Un silence, suivit d'un bruit mat que fait un corps en tombant sur l'asphalte du port. La silhouette d'un homme se dessine devant le cadavre qui gît désormais par terre. Il s'exclame d'une voix froide : 

- Tch ! Tu m'expliques ce que tu attendais pour la buter ? 

Une voix de femme brise le silence suivant la question :  

- Ton "fils" était mieux placé que moi. 

Le mot fils craché de sa bouche avait l'air de la dégouter particulièrement. 

- Il ne serait pas de ce monde sans toi aussi tch ! Gamin ! 

Le cri résonne froidement dans le hangar désaffecté dans lequel ils se trouvent. Une troisième silhouette, toute tremblante, se dessine dans la lumière de la lune. 

- O-oui ... ? 

Le bruit d'une gifle résonne. 

- Combien de fois devrais je te répéter de faire ce que l'on t'ordonne de faire ?! Qu'ai je fais à la nature pour mériter un pareil boulet, kuso ?!!  

Reculant en arrière à cause de la force de la gifle, le visage d'un jeune garçon aux yeux verts apparait dans la lumière de la lune. Ses yeux sont écarquillés d'effroi. 

Son père claque de la langue, attrape la main de sa femme et siffle entre ses dents : 

- Tu sais ce qu'il te reste à faire désormais ... 

Les deux adultes s'en vont le laissant ici, seul. Sa joue est cuisante, la douleur se fait ressentir jusque dans sa tête. Un début de migraine s'annonce. Il veut toucher du bout des doigts la zone douloureuse mais s'avise en fixant sa main ensanglantée. 

Le sang de la victime. 

Le sang d'une personne innocente qui s'était juste trouvée là où il ne fallait pas. 
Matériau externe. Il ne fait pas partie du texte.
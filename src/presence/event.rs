use serde::{Deserialize, Serialize};

use super::ConnectionRecord;

/// Events pushed to hub clients.
///
/// Wire form is `{"event": "<Name>", "data": <payload>}`.
#[derive(Debug, Clone, PartialEq, Eq, Serialize, Deserialize)]
#[serde(tag = "event", content = "data")]
pub enum PresenceEvent {
    /// A connection was registered. Sent to the privileged group.
    UserConnected(ConnectionRecord),
    /// A registered connection closed. Carries the departing username.
    UserDisconnected(String),
    /// Reply to a roster query.
    ConnectedUsersList(Vec<ConnectionRecord>),
}

impl PresenceEvent {
    pub fn name(&self) -> &'static str {
        match self {
            Self::UserConnected(_) => "UserConnected",
            Self::UserDisconnected(_) => "UserDisconnected",
            Self::ConnectedUsersList(_) => "ConnectedUsersList",
        }
    }
}
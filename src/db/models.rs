//! Row types for the SQLite schema defined in migrations.rs.

use rusqlite::Row;

/// User record in the users table
#[derive(Debug, Clone)]
pub struct User {
    pub id: i64,
    pub username: String,
    pub password_hash: String,
    pub role: String,
    pub email: Option<String>,
    pub first_name: Option<String>,
    pub last_name: Option<String>,
    pub created_at: String,
    pub updated_at: Option<String>,
}

impl User {
    pub const COLUMNS: &'static str =
        "id, username, password_hash, role, email, first_name, last_name, created_at, updated_at";

    pub fn from_row(row: &Row<'_>) -> rusqlite::Result<Self> {
        Ok(Self {
            id: row.get(0)?,
            username: row.get(1)?,
            password_hash: row.get(2)?,
            role: row.get(3)?,
            email: row.get(4)?,
            first_name: row.get(5)?,
            last_name: row.get(6)?,
            created_at: row.get(7)?,
            updated_at: row.get(8)?,
        })
    }
}

/// Product record in the products table. Prices are whole cents.
#[derive(Debug, Clone)]
pub struct Product {
    pub id: i64,
    pub name: String,
    pub description: Option<String>,
    pub price_cents: i64,
    pub stock: i64,
    pub category: Option<String>,
    pub created_at: String,
    pub updated_at: Option<String>,
}

impl Product {
    pub const COLUMNS: &'static str =
        "id, name, description, price_cents, stock, category, created_at, updated_at";

    pub fn from_row(row: &Row<'_>) -> rusqlite::Result<Self> {
        Ok(Self {
            id: row.get(0)?,
            name: row.get(1)?,
            description: row.get(2)?,
            price_cents: row.get(3)?,
            stock: row.get(4)?,
            category: row.get(5)?,
            created_at: row.get(6)?,
            updated_at: row.get(7)?,
        })
    }
}
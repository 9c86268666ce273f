pub mod account;
pub mod jwt;
pub mod middleware;
pub mod password;
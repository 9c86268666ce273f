use axum::{
    http::StatusCode,
    response::{IntoResponse, Response},
    Json,
};
use serde_json::json;
use thiserror::Error;

/// Errors returned by REST handlers. Rendered as `{"message": "..."}`.
#[derive(Error, Debug)]
pub enum ApiError {
    #[error("{0}")]
    BadRequest(String),

    #[error("{0}")]
    Unauthorized(String),

    #[error("Insufficient permissions")]
    Forbidden,

    #[error("{0}")]
    NotFound(String),

    #[error("{0}")]
    Conflict(String),

    #[error("Internal error: {0}")]
    Internal(String),
}

impl ApiError {
    pub fn status(&self) -> StatusCode {
        match self {
            ApiError::BadRequest(_) => StatusCode::BAD_REQUEST,
            ApiError::Unauthorized(_) => StatusCode::UNAUTHORIZED,
            ApiError::Forbidden => StatusCode::FORBIDDEN,
            ApiError::NotFound(_) => StatusCode::NOT_FOUND,
            ApiError::Conflict(_) => StatusCode::CONFLICT,
            ApiError::Internal(_) => StatusCode::INTERNAL_SERVER_ERROR,
        }
    }
}

impl IntoResponse for ApiError {
    fn into_response(self) -> Response {
        let status = self.status();
        if let ApiError::Internal(detail) = &self {
            tracing::error!(error = %detail, "Request failed");
            return (status, Json(json!({ "message": "Internal server error" }))).into_response();
        }
        (status, Json(json!({ "message": self.to_string() }))).into_response()
    }
}

impl From<rusqlite::Error> for ApiError {
    fn from(e: rusqlite::Error) -> Self {
        ApiError::Internal(format!("database: {}", e))
    }
}

impl From<tokio::task::JoinError> for ApiError {
    fn from(e: tokio::task::JoinError) -> Self {
        ApiError::Internal(format!("task join: {}", e))
    }
}

impl From<jsonwebtoken::errors::Error> for ApiError {
    fn from(e: jsonwebtoken::errors::Error) -> Self {
        ApiError::Internal(format!("token: {}", e))
    }
}

/// Shorthand for a poisoned DB mutex.
pub fn db_lock_error<T>(_: T) -> ApiError {
    ApiError::Internal("DB lock poisoned".to_string())
}
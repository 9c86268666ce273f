use axum::extract::ws::{CloseFrame, Message, WebSocket};
use futures_util::{stream::SplitSink, SinkExt, StreamExt};
use std::time::Duration;
use tokio::sync::mpsc::{self, error::TrySendError};
use tokio::time::{interval, timeout};

use crate::presence::{ConnectionId, Identity, PresenceEvent, Role};
use crate::state::AppState;
use crate::ws::{protocol, ControlSender, HubSession, CONTROL_CAPACITY};

/// Ping interval: server sends WebSocket ping every 30 seconds.
/// Catches peers that vanished without a close frame.
const PING_INTERVAL: Duration = Duration::from_secs(30);

/// Pong timeout: if pong not received within 10 seconds after ping, close.
const PONG_TIMEOUT: Duration = Duration::from_secs(10);

/// How long the writer may keep flushing (e.g. a close frame) after the
/// reader has stopped.
const WRITER_DRAIN: Duration = Duration::from_secs(1);

/// Run the actor-per-connection pattern for a hub WebSocket.
///
/// - Writer task: owns the sink, drains the control channel and the
///   bounded presence outbox
/// - Reader loop: decodes client invocations and dispatches them
///
/// The connection is attached to the presence tracker for its whole life
/// and registered only when it carries an identity. Every exit path ends in
/// `deregister`.
pub async fn run_connection(
    socket: WebSocket,
    state: AppState,
    identity: Option<Identity>,
    role: Role,
) {
    let session = HubSession {
        connection_id: ConnectionId::new(),
        identity,
        role,
    };
    let connection_id = session.connection_id;

    let (ws_sender, mut ws_receiver) = socket.split();
    let (tx, control_rx) = mpsc::channel::<Message>(CONTROL_CAPACITY);
    let (outbox, outbox_rx) = mpsc::channel::<PresenceEvent>(state.outbox_capacity.max(1));

    state.presence.attach(connection_id, outbox);
    match &session.identity {
        Some(identity) => {
            state.presence.register(connection_id, identity.clone());
        }
        None => {
            tracing::debug!(connection_id = %connection_id, "Anonymous hub connection, not tracked");
        }
    }

    tracing::info!(
        connection_id = %connection_id,
        user = session.label(),
        "Hub actor started"
    );

    let mut writer_handle = tokio::spawn(writer_task(ws_sender, control_rx, outbox_rx));

    let (pong_tx, pong_rx) = mpsc::channel::<()>(1);
    let mut ping_handle = tokio::spawn(keepalive(tx.clone(), pong_rx, PING_INTERVAL, PONG_TIMEOUT));

    loop {
        let frame = tokio::select! {
            frame = ws_receiver.next() => frame,
            _ = &mut ping_handle => {
                tracing::info!(connection_id = %connection_id, "Keepalive ended, dropping hub connection");
                break;
            }
        };

        match frame {
            Some(Ok(msg)) => match msg {
                Message::Text(text) => {
                    protocol::handle_text_message(text.as_str(), &tx, &state.presence, &session);
                }
                Message::Binary(_) => {
                    protocol::send_error(&tx, 415, "Binary frames are not supported");
                }
                Message::Pong(_) => {
                    // At most one pong is remembered between pings
                    let _ = pong_tx.try_send(());
                }
                Message::Ping(data) => {
                    protocol::queue(&tx, Message::Pong(data));
                }
                Message::Close(frame) => {
                    tracing::info!(
                        connection_id = %connection_id,
                        reason = ?frame,
                        "Client initiated close"
                    );
                    break;
                }
            },
            Some(Err(e)) => {
                tracing::warn!(
                    connection_id = %connection_id,
                    error = %e,
                    "WebSocket receive error"
                );
                break;
            }
            None => {
                tracing::info!(connection_id = %connection_id, "WebSocket stream ended");
                break;
            }
        }
    }

    state.presence.deregister(connection_id);
    ping_handle.abort();
    drop(tx);

    if timeout(WRITER_DRAIN, &mut writer_handle).await.is_err() {
        writer_handle.abort();
    }

    tracing::info!(
        connection_id = %connection_id,
        user = session.label(),
        "Hub actor stopped"
    );
}

/// Ping on every `every` tick and wait `grace` for a pong. Returns after
/// queueing a 1001 close when the peer stays silent, or when the writer is
/// gone.
async fn keepalive(
    ping_tx: ControlSender,
    mut pong_rx: mpsc::Receiver<()>,
    every: Duration,
    grace: Duration,
) {
    let mut ping_timer = interval(every);
    // Skip the first immediate tick
    ping_timer.tick().await;

    loop {
        ping_timer.tick().await;

        // A pong that arrived unasked must not answer this ping
        while pong_rx.try_recv().is_ok() {}

        if let Err(TrySendError::Closed(_)) =
            ping_tx.try_send(Message::Ping(vec![1, 2, 3, 4].into()))
        {
            // Writer is gone
            return;
        }

        match timeout(grace, pong_rx.recv()).await {
            Ok(Some(())) => {}
            _ => {
                tracing::warn!("Pong timeout, closing hub connection");
                protocol::queue(
                    &ping_tx,
                    Message::Close(Some(CloseFrame {
                        code: 1001,
                        reason: "Pong timeout".into(),
                    })),
                );
                return;
            }
        }
    }
}

/// Writer task: forwards control messages and presence events to the sink.
async fn writer_task(
    mut ws_sender: SplitSink<WebSocket, Message>,
    mut control_rx: mpsc::Receiver<Message>,
    mut outbox_rx: mpsc::Receiver<PresenceEvent>,
) {
    loop {
        let msg = tokio::select! {
            Some(msg) = control_rx.recv() => msg,
            Some(event) = outbox_rx.recv() => match protocol::encode_event(&event) {
                Some(msg) => msg,
                None => continue,
            },
            else => break,
        };

        if ws_sender.send(msg).await.is_err() {
            // Socket is broken; the reader loop will notice and clean up
            break;
        }
    }
}
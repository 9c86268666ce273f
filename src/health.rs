use axum::{extract::State, http::StatusCode, Json};
use chrono::Utc;
use serde_json::{json, Value};

use crate::db;
use crate::state::AppState;

/// GET /health — Reports database reachability.
pub async fn health_check(State(state): State<AppState>) -> (StatusCode, Json<Value>) {
    let pool = state.db.clone();
    let probe = tokio::task::spawn_blocking(move || db::ping(&pool))
        .await
        .unwrap_or_else(|e| Err(format!("task join: {}", e)));

    match probe {
        Ok(()) => (
            StatusCode::OK,
            Json(json!({
                "status": "healthy",
                "timestamp": Utc::now().to_rfc3339(),
                "database": "connected",
            })),
        ),
        Err(error) => {
            tracing::warn!(error = %error, "Health check failed");
            (
                StatusCode::SERVICE_UNAVAILABLE,
                Json(json!({
                    "status": "unhealthy",
                    "timestamp": Utc::now().to_rfc3339(),
                    "database": "disconnected",
                    "error": error,
                })),
            )
        }
    }
}

/// GET / — Plain-text banner.
pub async fn banner() -> &'static str {
    "Storefront API is running!"
}
//! PBKDF2-HMAC-SHA256 password hashing.
//!
//! Stored form: `pbkdf2-sha256$<iterations>$<salt hex>$<hash hex>`.

use hmac::Hmac;
use rand::Rng;
use sha2::Sha256;
use subtle::ConstantTimeEq;

type HmacSha256 = Hmac<Sha256>;

const SCHEME: &str = "pbkdf2-sha256";
const ITERATIONS: u32 = 100_000;
const SALT_LEN: usize = 16;
const HASH_LEN: usize = 32;

fn derive(password: &str, salt: &[u8], iterations: u32) -> Result<[u8; HASH_LEN], String> {
    let mut out = [0u8; HASH_LEN];
    pbkdf2::pbkdf2::<HmacSha256>(password.as_bytes(), salt, iterations, &mut out)
        .map_err(|e| format!("PBKDF2 failed: {}", e))?;
    Ok(out)
}

/// Hash a password with a fresh random salt.
pub fn hash_password(password: &str) -> Result<String, String> {
    let salt: [u8; SALT_LEN] = rand::rng().random();
    let hash = derive(password, &salt, ITERATIONS)?;
    Ok(format!(
        "{}${}${}${}",
        SCHEME,
        ITERATIONS,
        hex::encode(salt),
        hex::encode(hash)
    ))
}

/// Check a password against a stored hash. Malformed hashes never match.
pub fn verify_password(password: &str, stored: &str) -> bool {
    let mut parts = stored.split('$');
    let (Some(SCHEME), Some(iterations), Some(salt), Some(expected), None) = (
        parts.next(),
        parts.next(),
        parts.next(),
        parts.next(),
        parts.next(),
    ) else {
        return false;
    };

    let Ok(iterations) = iterations.parse::<u32>() else {
        return false;
    };
    let (Ok(salt), Ok(expected)) = (hex::decode(salt), hex::decode(expected)) else {
        return false;
    };

    match derive(password, &salt, iterations) {
        Ok(actual) => bool::from(actual.as_slice().ct_eq(expected.as_slice())),
        Err(_) => false,
    }
}
//! Storefront backend library.
//! This crate exposes internal modules for integration testing.
//! The binary entry point is in main.rs.

pub mod admin;
pub mod auth;
pub mod config;
pub mod db;
pub mod error;
pub mod health;
pub mod presence;
pub mod products;
pub mod routes;
pub mod state;
pub mod ws;
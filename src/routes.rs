use std::sync::Arc;

use axum::{
    http::{header, HeaderValue, Method},
    middleware,
    routing::{get, post},
    Router,
};
use tower_governor::key_extractor::PeerIpKeyExtractor;
use tower_governor::{governor::GovernorConfigBuilder, GovernorLayer};
use tower_http::cors::CorsLayer;

use crate::auth::account;
use crate::health;
use crate::products::crud as product_crud;
use crate::state::AppState;
use crate::ws::handler as ws_handler;

/// Inject the token settings into request extensions so the Claims extractor can find them.
async fn inject_token_settings(
    axum::extract::State(state): axum::extract::State<AppState>,
    mut req: axum::http::Request<axum::body::Body>,
    next: middleware::Next,
) -> axum::response::Response {
    req.extensions_mut().insert(state.tokens.clone());
    next.run(req).await
}

/// CORS for the single-page frontend. An unparsable origin disables CORS.
pub fn cors_layer(origin: &str) -> CorsLayer {
    let base = CorsLayer::new()
        .allow_methods([Method::GET, Method::POST, Method::PUT, Method::DELETE])
        .allow_headers([header::AUTHORIZATION, header::CONTENT_TYPE])
        .allow_credentials(true);

    match origin.parse::<HeaderValue>() {
        Ok(origin) => base.allow_origin(origin),
        Err(_) => {
            tracing::warn!(origin = %origin, "Invalid CORS origin, cross-origin requests disabled");
            base
        }
    }
}

/// Build the full axum Router with all routes and middleware.
pub fn build_router(state: AppState) -> Router {
    // Rate limiting: burst of 5, then one request every 12 seconds per IP.
    // Uses PeerIpKeyExtractor which reads from ConnectInfo<SocketAddr>
    let governor_config = Arc::new(
        GovernorConfigBuilder::default()
            .key_extractor(PeerIpKeyExtractor)
            .per_second(12)
            .burst_size(5)
            .finish()
            .expect("Failed to build governor config"),
    );
    let governor_limiter = governor_config.limiter().clone();

    // Spawn background task to clean up rate limiter state
    tokio::spawn(async move {
        loop {
            tokio::time::sleep(std::time::Duration::from_secs(60)).await;
            governor_limiter.retain_recent();
        }
    });

    let auth_routes = Router::new()
        .route("/api/auth/login", post(account::login))
        .route("/api/auth/register", post(account::register))
        .layer(GovernorLayer {
            config: governor_config,
        });

    let authenticated_routes = Router::new().route("/api/auth/validate", get(account::validate));

    // Reads are public; writes check the Admin role inside the handler.
    // /api/products/categories is a static segment and wins over /{id}.
    let product_routes = Router::new()
        .route(
            "/api/products",
            get(product_crud::list_products).post(product_crud::create_product),
        )
        .route("/api/products/categories", get(product_crud::list_categories))
        .route(
            "/api/products/{id}",
            get(product_crud::get_product)
                .put(product_crud::update_product)
                .delete(product_crud::delete_product),
        );

    // Presence hub (auth via query param, not JWT header)
    let ws_routes = Router::new().route("/ws", get(ws_handler::ws_upgrade));

    let health_routes = Router::new()
        .route("/", get(health::banner))
        .route("/health", get(health::health_check));

    Router::new()
        .merge(auth_routes)
        .merge(authenticated_routes)
        .merge(product_routes)
        .merge(ws_routes)
        .merge(health_routes)
        .layer(middleware::from_fn_with_state(
            state.clone(),
            inject_token_settings,
        ))
        .with_state(state)
}
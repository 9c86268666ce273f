//! Live presence: who is connected to the hub right now.
//!
//! The tracker owns the registry of identified connections and the
//! privileged (Admin) observer group. The WebSocket actor attaches each
//! socket's outbound queue, registers the identity resolved from its token,
//! and deregisters on close.

pub mod event;
pub mod tracker;

use chrono::{DateTime, Utc};
use serde::{Deserialize, Serialize};
use std::fmt;
use uuid::Uuid;

pub use event::PresenceEvent;
pub use tracker::{Outbox, PresenceTracker};

/// Opaque per-socket identifier. Minted by the transport, never reused.
#[derive(Debug, Clone, Copy, PartialEq, Eq, Hash, Serialize, Deserialize)]
#[serde(transparent)]
pub struct ConnectionId(Uuid);

impl ConnectionId {
    pub fn new() -> Self {
        Self(Uuid::now_v7())
    }
}

impl Default for ConnectionId {
    fn default() -> Self {
        Self::new()
    }
}

impl fmt::Display for ConnectionId {
    fn fmt(&self, f: &mut fmt::Formatter<'_>) -> fmt::Result {
        self.0.fmt(f)
    }
}

/// Role classification carried in access tokens.
#[derive(Debug, Clone, Copy, PartialEq, Eq, Default, Serialize, Deserialize)]
pub enum Role {
    Admin,
    #[default]
    Customer,
}

impl Role {
    pub const ADMIN: &'static str = "Admin";
    pub const CUSTOMER: &'static str = "Customer";

    /// Anything other than the exact string "Admin" is a customer.
    pub fn from_claim(role: Option<&str>) -> Self {
        match role {
            Some(Self::ADMIN) => Self::Admin,
            _ => Self::Customer,
        }
    }

    pub fn as_str(&self) -> &'static str {
        match self {
            Self::Admin => Self::ADMIN,
            Self::Customer => Self::CUSTOMER,
        }
    }

    pub fn is_admin(&self) -> bool {
        matches!(self, Self::Admin)
    }
}

impl fmt::Display for Role {
    fn fmt(&self, f: &mut fmt::Formatter<'_>) -> fmt::Result {
        f.write_str(self.as_str())
    }
}

/// Authenticated principal behind a connection.
#[derive(Debug, Clone, PartialEq, Eq)]
pub struct Identity {
    pub username: String,
    pub role: Role,
}

impl Identity {
    pub fn new(username: impl Into<String>, role: Role) -> Self {
        Self {
            username: username.into(),
            role,
        }
    }

    /// Build an identity from token claims. Returns `None` when the username
    /// is missing or blank; such connections stay anonymous.
    pub fn from_claims(username: Option<&str>, role: Option<&str>) -> Option<Self> {
        let username = username.map(str::trim).filter(|u| !u.is_empty())?;
        Some(Self::new(username, Role::from_claim(role)))
    }
}

/// One tracked, identified connection.
#[derive(Debug, Clone, PartialEq, Eq, Serialize, Deserialize)]
#[serde(rename_all = "camelCase")]
pub struct ConnectionRecord {
    pub connection_id: ConnectionId,
    pub username: String,
    pub role: Role,
    pub connected_at: DateTime<Utc>,
}

#[cfg(test)]
mod tests {
    use super::*;

    #[test]
    fn test_role_defaults_to_customer() {
        assert_eq!(Role::from_claim(None), Role::Customer);
        assert_eq!(Role::from_claim(Some("Customer")), Role::Customer);
        assert_eq!(Role::from_claim(Some("admin")), Role::Customer);
        assert_eq!(Role::from_claim(Some("Admin")), Role::Admin);
    }

    #[test]
    fn test_identity_requires_username() {
        assert!(Identity::from_claims(None, Some("Admin")).is_none());
        assert!(Identity::from_claims(Some("   "), Some("Admin")).is_none());

        let identity = Identity::from_claims(Some("alice"), None).unwrap();
        assert_eq!(identity.username, "alice");
        assert_eq!(identity.role, Role::Customer);
    }

    #[test]
    fn test_record_serializes_camel_case() {
        let record = ConnectionRecord {
            connection_id: ConnectionId::new(),
            username: "bob".to_string(),
            role: Role::Admin,
            connected_at: Utc::now(),
        };
        let json = serde_json::to_value(&record).unwrap();
        assert_eq!(json["username"], "bob");
        assert_eq!(json["role"], "Admin");
        assert!(json["connectionId"].is_string());
        assert!(json["connectedAt"].is_string());
    }
}
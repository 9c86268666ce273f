pub mod crud;
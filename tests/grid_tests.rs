//! Road grid and traffic light unit tests

use smart_city_sim::simulation::{
    GridPos, Heading, LightBoard, LightPhase, RoadGrid, SimConfig, SimRng,
};

fn default_grid() -> RoadGrid {
    RoadGrid::new(&SimConfig::default())
}

#[test]
fn test_road_membership() {
    let grid = default_grid();

    // Either coordinate on a road line puts the cell on a road
    assert!(grid.is_on_road(GridPos::new(0, 7)));
    assert!(grid.is_on_road(GridPos::new(7, 0)));
    assert!(grid.is_on_road(GridPos::new(3, 1)));
    assert!(!grid.is_on_road(GridPos::new(1, 1)));
    assert!(!grid.is_on_road(GridPos::new(7, 8)));
}

#[test]
fn test_intersections_and_managed_subset() {
    let grid = default_grid();

    assert!(grid.is_intersection(GridPos::new(3, 3)));
    assert!(grid.is_intersection(GridPos::new(6, 6)));
    assert!(!grid.is_intersection(GridPos::new(3, 1)));

    // Only every other crossing carries a light
    assert!(grid.is_managed_intersection(GridPos::new(6, 6)));
    assert!(grid.is_managed_intersection(GridPos::new(0, 12)));
    assert!(!grid.is_managed_intersection(GridPos::new(3, 3)));
    assert!(!grid.is_managed_intersection(GridPos::new(6, 3)));
}

#[test]
fn test_managed_intersections_for_default_grid() {
    let grid = default_grid();
    let managed = grid.managed_intersections();

    let mut expected = Vec::new();
    for col in [0, 6, 12] {
        for row in [0, 6, 12] {
            expected.push(GridPos::new(col, row));
        }
    }
    assert_eq!(managed.len(), 9);
    for pos in expected {
        assert!(managed.contains(&pos), "missing managed light at {:?}", pos);
    }
}

#[test]
fn test_within_bounds_requires_road_membership() {
    let grid = default_grid();

    assert!(grid.within_bounds(GridPos::new(0, 14)));
    assert!(grid.within_bounds(GridPos::new(14, 0)));
    // In the grid but off the road counts as out of bounds
    assert!(!grid.within_bounds(GridPos::new(1, 1)));
    // Past the grid edge
    assert!(!grid.within_bounds(GridPos::new(15, 0)));
    assert!(!grid.within_bounds(GridPos::new(0, -1)));
}

#[test]
fn test_heading_deltas() {
    let pos = GridPos::new(5, 5);
    assert_eq!(pos.step(Heading::North), GridPos::new(5, 4));
    assert_eq!(pos.step(Heading::South), GridPos::new(5, 6));
    assert_eq!(pos.step(Heading::East), GridPos::new(6, 5));
    assert_eq!(pos.step(Heading::West), GridPos::new(4, 5));
}

#[test]
fn test_light_phase_is_pure_function_of_timer() {
    let config = SimConfig::default();
    let grid = RoadGrid::new(&config);
    let mut rng = SimRng::with_seed(7);
    let mut board = LightBoard::new(config.cycle_period, config.green_duration);
    board.initialize(&grid, &mut rng);

    let pos = GridPos::new(6, 6);
    for timer in 0..config.cycle_period {
        board.set_timer(pos, timer);
        let expected = if timer < config.green_duration {
            LightPhase::NsGreen
        } else {
            LightPhase::EwGreen
        };
        assert_eq!(board.phase_at(pos), Some(expected), "timer={}", timer);
    }
}

#[test]
fn test_light_cycle_round_trip() {
    let config = SimConfig::default();
    let grid = RoadGrid::new(&config);
    let mut rng = SimRng::with_seed(11);
    let mut board = LightBoard::new(config.cycle_period, config.green_duration);
    board.initialize(&grid, &mut rng);

    let pos = GridPos::new(12, 0);
    let before = board.timer_at(pos).expect("managed light exists");
    for _ in 0..config.cycle_period {
        board.advance(pos);
    }
    assert_eq!(board.timer_at(pos), Some(before));
}

#[test]
fn test_unmanaged_positions_have_no_light() {
    let config = SimConfig::default();
    let grid = RoadGrid::new(&config);
    let mut rng = SimRng::with_seed(3);
    let mut board = LightBoard::new(config.cycle_period, config.green_duration);
    board.initialize(&grid, &mut rng);

    assert_eq!(board.len(), 9);
    // Non-managed intersection: explicit "no light", never a default phase
    assert_eq!(board.phase_at(GridPos::new(3, 3)), None);
    assert_eq!(board.timer_at(GridPos::new(3, 3)), None);
    // Writes to unmanaged positions are ignored
    board.set_timer(GridPos::new(3, 3), 5);
    assert_eq!(board.timer_at(GridPos::new(3, 3)), None);
    assert_eq!(board.len(), 9);
}

#[test]
fn test_initialize_timers_in_range() {
    let config = SimConfig::default();
    let grid = RoadGrid::new(&config);
    let mut rng = SimRng::with_seed(99);
    let mut board = LightBoard::new(config.cycle_period, config.green_duration);
    board.initialize(&grid, &mut rng);

    for pos in board.positions().collect::<Vec<_>>() {
        let timer = board.timer_at(pos).expect("light exists");
        assert!(timer < config.cycle_period);
    }
}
Et lui il avait été témoin de son assassinat. 

Et il n'avait rien fait. 

Il est pris d'un haut-le-coeur, tourne rapidement la tête sur le côté et vomit, écœuré par tout ce qu'il vient de se passer. Il se redresse ensuite difficilement et s'occupe de ce que lui a demandé de faire son père ... 


*** 


Adossé au mur de ce qu'il appelait sa chambre, Hayato tentait de se calmer. Une fois de plus, un crime se déroulait sous ses yeux et il ne bougeait pas d'un poil. 

En même temps, il risquait de se faire tuer par ses parents ou par leurs supérieurs. Hayato avait déjà eu l'occasion d'en voir quelques uns. L'un d'entre eux, le plus marquant, un certain Gin. Son regard noir qu'il n'avait vu que quelque fois lui avait laissé de sombres souvenirs. 

Les membres de cette sinistre organisation utilisent tous un nom de code d'alcool. Hayato n'est pas considéré comme un membre bien utile, est simplement surnommé "gamin". Il a même souvent le droit à un adjectif précédant ou suivant ce pseudonyme, comme "sale gamin" par exemple. 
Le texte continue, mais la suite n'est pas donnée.